Perlawanan Rakyat Pati, Peringatan Serius Pemakzulan Kepala Daerah Lain di Indonesia
Apakah Kenaikan Pajak Bisa Jadi Alasan Pemakzulan?
Kenaikan PBB-P2 di Pati berpotensi masuk kategori pelanggaran kewajiban kepala daerah. Pasal 67 huruf (b) UU Pemda mewajibkan kepala daerah menaati seluruh peraturan perundang-undangan, sedangkan huruf (e) mengamanatkan penerapan prinsip good governance.
Jika terbukti Perbup 17/2025 melanggar asas legalitas dalam UU Nomor 12 Tahun 2011, maka kebijakan tersebut bisa menjadi dasar hukum pemakzulan. Saat ini, DPRD Kabupaten Pati sudah membentuk Panitia Khusus (Pansus) dan menggunakan hak angket untuk menyelidiki proses pembentukan kebijakan tersebut.
Efek Domino ke Daerah Lain
Kasus Pati bisa menjadi barometer nasional. Di Jombang, lonjakan PBB bahkan mencapai 400%. Sementara di Cirebon, kebijakan kenaikan pajak hingga 1.000% memicu gejolak serupa.

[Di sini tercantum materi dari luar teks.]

//! Bounded FIFO in-memory buffer (spec §4.7, the default variant).

use crate::error::BufferError;
use crate::producer::Producer;
use async_trait::async_trait;
use hermod_message::Message;
use tokio::sync::Mutex;
use tokio::sync::mpsc;

/// A bounded, in-memory ring buffer. `enqueue` suspends the caller when
/// full; `try_enqueue` fails immediately instead.
pub struct RingBuffer {
    sender: mpsc::Sender<Message>,
    receiver: Mutex<mpsc::Receiver<Message>>,
}

impl RingBuffer {
    /// Construct a ring buffer holding at most `capacity` messages.
    #[must_use]
    pub fn new(capacity: usize) -> Self {
        let (sender, receiver) = mpsc::channel(capacity.max(1));
        Self {
            sender,
            receiver: Mutex::new(receiver),
        }
    }

    /// Remove and return the next message without waiting; `None` if the
    /// ring is currently empty or another caller holds the receiver.
    pub fn try_dequeue(&self) -> Option<Message> {
        self.receiver.try_lock().ok()?.try_recv().ok()
    }

    /// Like [`Producer::try_enqueue`], but hands the message back on
    /// failure instead of dropping it, so a full-ring caller can fall
    /// back to spilling it elsewhere.
    pub fn offer(&self, msg: Message) -> Result<(), Message> {
        self.sender.try_send(msg).map_err(|err| match err {
            mpsc::error::TrySendError::Full(msg) | mpsc::error::TrySendError::Closed(msg) => msg,
        })
    }
}

#[async_trait]
impl Producer for RingBuffer {
    async fn enqueue(&self, msg: Message) -> Result<(), BufferError> {
        self.sender.send(msg).await.map_err(|_| BufferError::Closed)
    }

    fn try_enqueue(&self, msg: Message) -> Result<(), BufferError> {
        self.sender.try_send(msg).map_err(|err| match err {
            mpsc::error::TrySendError::Full(_) => BufferError::Full,
            mpsc::error::TrySendError::Closed(_) => BufferError::Closed,
        })
    }

    async fn dequeue(&self) -> Option<Message> {
        self.receiver.lock().await.recv().await
    }

    fn close(&self) {
        // `mpsc::Sender` closes once every clone is dropped; callers stop
        // enqueuing and `dequeue` drains the remaining backlog to `None`.
    }
}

Polanya nyaris sama: kepala daerah menggunakan kewenangan fiskal tanpa partisipasi publik memadai, mengabaikan prinsip proporsionalitas, dan menimbulkan jurang antara legalitas dan legitimasi.
Jika tren ini terus berulang, bukan tidak mungkin gelombang pemakzulan akan menjalar ke berbagai daerah lain di Indonesia.
Peristiwa di Pati menjadi pengingat bahwa demokrasi bukan sekadar slogan. Rakyat memiliki hak konstitusional untuk mengoreksi bahkan mencabut mandat yang telah diberikan jika penguasa dianggap mengkhianati amanatnya.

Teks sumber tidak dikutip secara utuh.